Por citar un ejemplo, Compensar EPS
tiene cerca de 800mil afiliados y afiliadas en Bogotá. Podríamos deducir que la
mitad (y tal vez más) sean mujeres. Para estas 400mil mujeres solo existen dos
ginecólogos especializados en detectar el Virus del Papiloma Humano (VPH), que
es una de las infecciones más comunes entre jóvenes y mujeres sexualmente
activas. Sin contar, con la falta de especialista para las enfermedades de
salud sexual y en general, salud de la mujer.

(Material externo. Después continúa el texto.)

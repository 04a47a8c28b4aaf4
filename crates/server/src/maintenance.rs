//! Maintenance API endpoints

use api_types::maintenance::RecalculateResponse;
use axum::{Json, extract::State};

use crate::{ServerError, server::ServerState};

/// Rebuild every cached account balance from the ledger.
pub async fn recalculate(
    State(state): State<ServerState>,
) -> Result<Json<RecalculateResponse>, ServerError> {
    let summary = state.engine.recalculate_all().await?;
    Ok(Json(RecalculateResponse {
        accounts_updated: summary.accounts_updated,
        entries_processed: summary.entries_processed,
    }))
}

Existen varios estudios de la
Organización Mundial de la Salud, que demuestran la alta disparidad en las
políticas de salud entre hombres y mujeres. Uno de sus estudios presenta las
desigualdades entre las dolencias que padecen los dos géneros en diferentes
edades. Es notoria la cantidad de enfermedades a las que estamos expuestas
mujeres, niñas y ancianas. Otro grupo de estudios demuestran que la falta de atención
en salud empeora la calidad de vida de las mujeres. Esto repercute en una
imposibilidad para desarrollar la vida plenamente. Así, además de quedar secuestradas
en el hogar por la crianza y el cuidado, se limitan las posibilidades de las
mujeres por enfermedades y vejez. La agencia de las Naciones Unidas en 2009
afirmaba que a las mujeres de todo el mundo "se les niega la posibilidad
de desarrollar su potencial humano completo", dado que se ignoran muchas
necesidades médicas cruciales[1].
Esto es tan biológico que se cae de
la obviedad. Mensualmente las mujeres tenemos nuestro sangrado que nos coloca
en necesidades mayores que los hombres. Esto, pasa desde lo económico, con la
compra de toallas, tampones o recolectores menstrúales, hasta por lo emocional,
cambios hormonales, y por lo físico, cólicos, dolores abdominales, náuseas,
diarrea, sudor frío, dolores en la cabeza, la espalda, caderas y piernas. Pero nuestra
educación y los insistentes mensajes comerciales, nos obligan a callar este
estado y hacer como si nada pasara. “Siéntete libre” afirma con sonrisa de
oreja a oreja la chica del comercial de toallas higiénicas. Y si, deberíamos
sentirnos libres, comportarnos como se nos dé la gana cuando tenemos nuestro
sangrado. Por ejemplo, podríamos decidir, libremente, quedarnos en la casa con
una bolsa que nos caliente el abdomen todo el día para evitar los cólicos, una
especie de licencia por menstruación. O por ejemplo, deberíamos sentirnos con
la libertad de estar sangrando ropas, sillas, toallas y lo que se atraviese sin
sentirnos avergonzadas, culpables y hasta sucias por mostrar la sangre por la
que hemos pasado todas. Estar menstruadas, debería darnos prioridad en filas,
atención y demás cosas. Podríamos, también reclamar subsidio por menstruación
dada “la importancia procreativa” que esta tiene, frente a un estado que le
interesa mantener altas las tasas de mano de obra barata.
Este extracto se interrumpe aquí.